Section 10(b) of the 34 Act makes it unlawful to sell securities using “any manipulative or deceptive device or contrivance in contravention of such rules and regulations as the Commission may prescribe as necessary or appropriate in the public interest or for the protection of investors.” The SEC implemented section 10(b) by promulgating Rule 10b-5. The rule makes it unlawful “to omit to state a material fact necessary in order to make the statements made, in the light of the circumstances under which they were made, not misleading ….” Although neither section 10(b) nor Rule 10b-5 contains an express private remedy, courts have “implied a private cause of action from the text and purpose of [section] 10(b).”
B. Reg. S-K Item 303
Item 303 requires companies to include in certain public filings management’s discussion and analysis of their financial condition and results of operations (MD&A). Among numerous MD&A line item disclosures, one frequently asserted by plaintiffs is the requirement to “[d]escribe any known trends or uncertainties that have had or that the registrant reasonably expects will have a material favorable or unfavorable impact on net sales or revenues or income from continuing operations.”
C. Contrasting Statutory Materiality with Item 303 Materiality
Both the securities laws and Item 303 contain a materiality requirement. However, the standard for materiality under these two varies.
1. Securities Laws
Materiality of an omission for purposes of liability under the securities laws is subject to a “substantial likelihood” standard set by the U.S. Supreme Court. In Basic v. Levinson, the Court “expressly adopt[ed]” the materiality standard defined in the Court’s 1976 decision TSC v. Northway:
An omitted fact is material if there is a substantial likelihood that a reasonable shareholder would consider it important …. [To establish materiality,] there must be a substantial likelihood that the disclosure of the omitted fact would have been viewed by a reasonable investor as having significantly altered the ‘total mix’ of information made available.

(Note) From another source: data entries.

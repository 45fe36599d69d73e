//! Pay package models.
//!
//! A pay package moves through three shapes: the caller-supplied
//! [`PayPackageInput`], the calculator's [`PayPackageResult`] (input plus the
//! seven derived figures), and the stored [`PayPackage`] record that adds an
//! identity, creation timestamp and delivery flags.

use chrono::{DateTime, NaiveDate, Utc};
use rust_decimal::Decimal;
use serde::{Deserialize, Serialize};

use crate::error::{EngineError, EngineResult};

/// The raw inputs of a pay package.
///
/// Every numeric field is a [`Decimal`]. Fields the caller did not supply are
/// zero; that coercion happens at the request boundary, not here.
///
/// `overtime_pay_rate` is a flat weekly amount, not an hourly rate. It is added
/// to weekly gross as-is.
///
/// # Example
///
/// ```
/// use pay_package_engine::models::PayPackageInput;
/// use rust_decimal::Decimal;
///
/// let input = PayPackageInput {
///     provider_name: "Sarah Johnson".to_string(),
///     hours_per_week: Decimal::from(36),
///     regular_pay_rate: Decimal::from(40),
///     ..PayPackageInput::default()
/// };
/// assert_eq!(input.bill_rate, Decimal::ZERO);
/// assert!(input.start_date.is_none());
/// ```
#[derive(Debug, Clone, Default, PartialEq, Eq, Serialize, Deserialize)]
#[serde(rename_all = "camelCase")]
pub struct PayPackageInput {
    /// The provider (clinician) the package is for.
    #[serde(default)]
    pub provider_name: String,
    /// The provider's specialty (e.g. "nursing").
    #[serde(default)]
    pub specialty: String,
    /// The facility the provider is placed at.
    #[serde(default)]
    pub facility: String,
    /// City/state of the facility.
    #[serde(default)]
    pub location: String,
    /// First day of the assignment.
    #[serde(default)]
    pub start_date: Option<NaiveDate>,
    /// Last day of the assignment.
    #[serde(default)]
    pub end_date: Option<NaiveDate>,
    /// Scheduled hours per week.
    #[serde(default)]
    pub hours_per_week: Decimal,
    /// Hourly rate billed to the facility.
    #[serde(default)]
    pub bill_rate: Decimal,
    /// Hourly regular pay rate.
    #[serde(default)]
    pub regular_pay_rate: Decimal,
    /// Flat weekly overtime amount (not multiplied by hours).
    #[serde(default)]
    pub overtime_pay_rate: Decimal,
    /// Weekly taxable stipend.
    #[serde(default)]
    pub taxable_stipend: Decimal,
    /// Weekly non-taxable (housing) stipend.
    #[serde(default)]
    pub non_taxable_stipend: Decimal,
    /// Weekly meals stipend.
    #[serde(default)]
    pub meals_stipend: Decimal,
    /// Weekly travel stipend.
    #[serde(default)]
    pub travel_stipend: Decimal,
    /// Employer payroll taxes, in percentage points (7.65 = 7.65%).
    #[serde(default)]
    pub employer_taxes: Decimal,
    /// Workers' compensation, in percentage points of regular pay.
    #[serde(default)]
    pub workers_comp: Decimal,
    /// Flat weekly health insurance cost.
    #[serde(default)]
    pub health_insurance: Decimal,
    /// Flat weekly professional liability cost.
    #[serde(default)]
    pub professional_liability: Decimal,
    /// Flat weekly housing cost borne by the agency.
    #[serde(default)]
    pub housing: Decimal,
    /// Flat weekly travel cost borne by the agency.
    #[serde(default)]
    pub travel: Decimal,
    /// Flat weekly bonus cost.
    #[serde(default)]
    pub bonus: Decimal,
    /// Any other flat weekly cost.
    #[serde(default)]
    pub other_costs: Decimal,
    /// Free-text notes; not used in calculation.
    #[serde(default, skip_serializing_if = "Option::is_none")]
    pub notes: Option<String>,
}

impl PayPackageInput {
    /// Checks the fields a stored package must carry.
    ///
    /// The calculator accepts anything; this is the gate applied before a
    /// package is persisted. Descriptive fields must be non-blank and both
    /// assignment dates must be present.
    pub fn validate_for_storage(&self) -> EngineResult<()> {
        let descriptive = [
            ("providerName", &self.provider_name),
            ("specialty", &self.specialty),
            ("facility", &self.facility),
            ("location", &self.location),
        ];
        for (field, value) in descriptive {
            if value.trim().is_empty() {
                return Err(EngineError::InvalidPayPackage {
                    field: field.to_string(),
                    message: "must not be empty".to_string(),
                });
            }
        }

        if self.start_date.is_none() {
            return Err(EngineError::InvalidPayPackage {
                field: "startDate".to_string(),
                message: "must be a valid date (YYYY-MM-DD)".to_string(),
            });
        }
        if self.end_date.is_none() {
            return Err(EngineError::InvalidPayPackage {
                field: "endDate".to_string(),
                message: "must be a valid date (YYYY-MM-DD)".to_string(),
            });
        }

        Ok(())
    }
}

/// A fully calculated pay package: the input plus its seven derived figures.
///
/// All derived figures may be negative. A negative margin or net pay is a
/// meaningful result, not an error.
#[derive(Debug, Clone, PartialEq, Eq, Serialize, Deserialize)]
#[serde(rename_all = "camelCase")]
pub struct PayPackageResult {
    /// The inputs this result was calculated from.
    #[serde(flatten)]
    pub input: PayPackageInput,
    /// Provider's weekly compensation before withholding.
    pub weekly_gross: Decimal,
    /// Weekly gross over the whole contract.
    pub contract_total: Decimal,
    /// Weekly amount billed to the facility.
    pub weekly_agency_revenue: Decimal,
    /// Weekly revenue over the whole contract.
    pub total_agency_revenue: Decimal,
    /// Agency's all-in weekly cost of the provider.
    pub weekly_agency_costs: Decimal,
    /// Weekly revenue minus weekly costs.
    pub weekly_agency_margin: Decimal,
    /// Estimated weekly take-home pay.
    pub weekly_net_pay: Decimal,
}

/// A pay package as held by storage.
#[derive(Debug, Clone, PartialEq, Eq, Serialize, Deserialize)]
#[serde(rename_all = "camelCase")]
pub struct PayPackage {
    /// Storage-assigned identity.
    pub id: u64,
    /// When the package was first stored.
    pub created_at: DateTime<Utc>,
    /// Whether the package has been emailed successfully.
    pub email_sent: bool,
    /// Whether the package has been texted successfully.
    pub sms_sent: bool,
    /// The calculated content.
    #[serde(flatten)]
    pub result: PayPackageResult,
}

#[cfg(test)]
mod tests {
    use super::*;

    fn valid_input() -> PayPackageInput {
        PayPackageInput {
            provider_name: "Sarah Johnson".to_string(),
            specialty: "nursing".to_string(),
            facility: "Memorial Hospital".to_string(),
            location: "Denver, CO".to_string(),
            start_date: NaiveDate::from_ymd_opt(2023, 6, 15),
            end_date: NaiveDate::from_ymd_opt(2023, 9, 10),
            ..PayPackageInput::default()
        }
    }

    #[test]
    fn test_default_input_is_all_zero() {
        let input = PayPackageInput::default();
        assert_eq!(input.hours_per_week, Decimal::ZERO);
        assert_eq!(input.other_costs, Decimal::ZERO);
        assert!(input.notes.is_none());
    }

    #[test]
    fn test_valid_input_passes_storage_validation() {
        assert!(valid_input().validate_for_storage().is_ok());
    }

    #[test]
    fn test_blank_provider_name_is_rejected() {
        let mut input = valid_input();
        input.provider_name = "   ".to_string();

        match input.validate_for_storage() {
            Err(EngineError::InvalidPayPackage { field, .. }) => {
                assert_eq!(field, "providerName");
            }
            other => panic!("Expected InvalidPayPackage, got {:?}", other),
        }
    }

    #[test]
    fn test_missing_end_date_is_rejected() {
        let mut input = valid_input();
        input.end_date = None;

        match input.validate_for_storage() {
            Err(EngineError::InvalidPayPackage { field, .. }) => assert_eq!(field, "endDate"),
            other => panic!("Expected InvalidPayPackage, got {:?}", other),
        }
    }

    #[test]
    fn test_input_serializes_with_camel_case_names() {
        let json = serde_json::to_value(valid_input()).unwrap();
        assert_eq!(json["providerName"], "Sarah Johnson");
        assert_eq!(json["startDate"], "2023-06-15");
        assert!(json.get("hoursPerWeek").is_some());
        assert!(json.get("notes").is_none());
    }

    #[test]
    fn test_stored_package_flattens_result_and_input() {
        let package = PayPackage {
            id: 1,
            created_at: Utc::now(),
            email_sent: false,
            sms_sent: true,
            result: PayPackageResult {
                input: valid_input(),
                weekly_gross: Decimal::from(2900),
                contract_total: Decimal::from(37700),
                weekly_agency_revenue: Decimal::from(3060),
                total_agency_revenue: Decimal::from(39780),
                weekly_agency_costs: Decimal::new(3658085, 3),
                weekly_agency_margin: Decimal::new(-598085, 3),
                weekly_net_pay: Decimal::new(2500315, 3),
            },
        };

        let json = serde_json::to_value(&package).unwrap();
        assert_eq!(json["id"], 1);
        assert_eq!(json["smsSent"], true);
        assert_eq!(json["providerName"], "Sarah Johnson");
        assert_eq!(json["weeklyAgencyMargin"], "-598.085");

        let back: PayPackage = serde_json::from_value(json).unwrap();
        assert_eq!(back, package);
    }
}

Basic noted that “with respect to contingent or speculative information or events, … materiality ‘will depend at any given time upon a balancing of both the indicated probability that the event will occur and the anticipated magnitude of the event in light of the totality of the company activity.’”
Though Basic involved 34 Act claims, courts have made clear that the Basic standard applies to 33 Act claims as well.
2. Item 303
By contrast, materiality under Item 303 is subject to a “reasonably likely” standard set by the SEC:
Where a trend, demand, commitment, event or uncertainty is known, management must make two assessments:
- Is the known trend, demand, commitment, event or uncertainty likely to come to fruition? If management determines that it is not reasonably likely to occur, no disclosure is required.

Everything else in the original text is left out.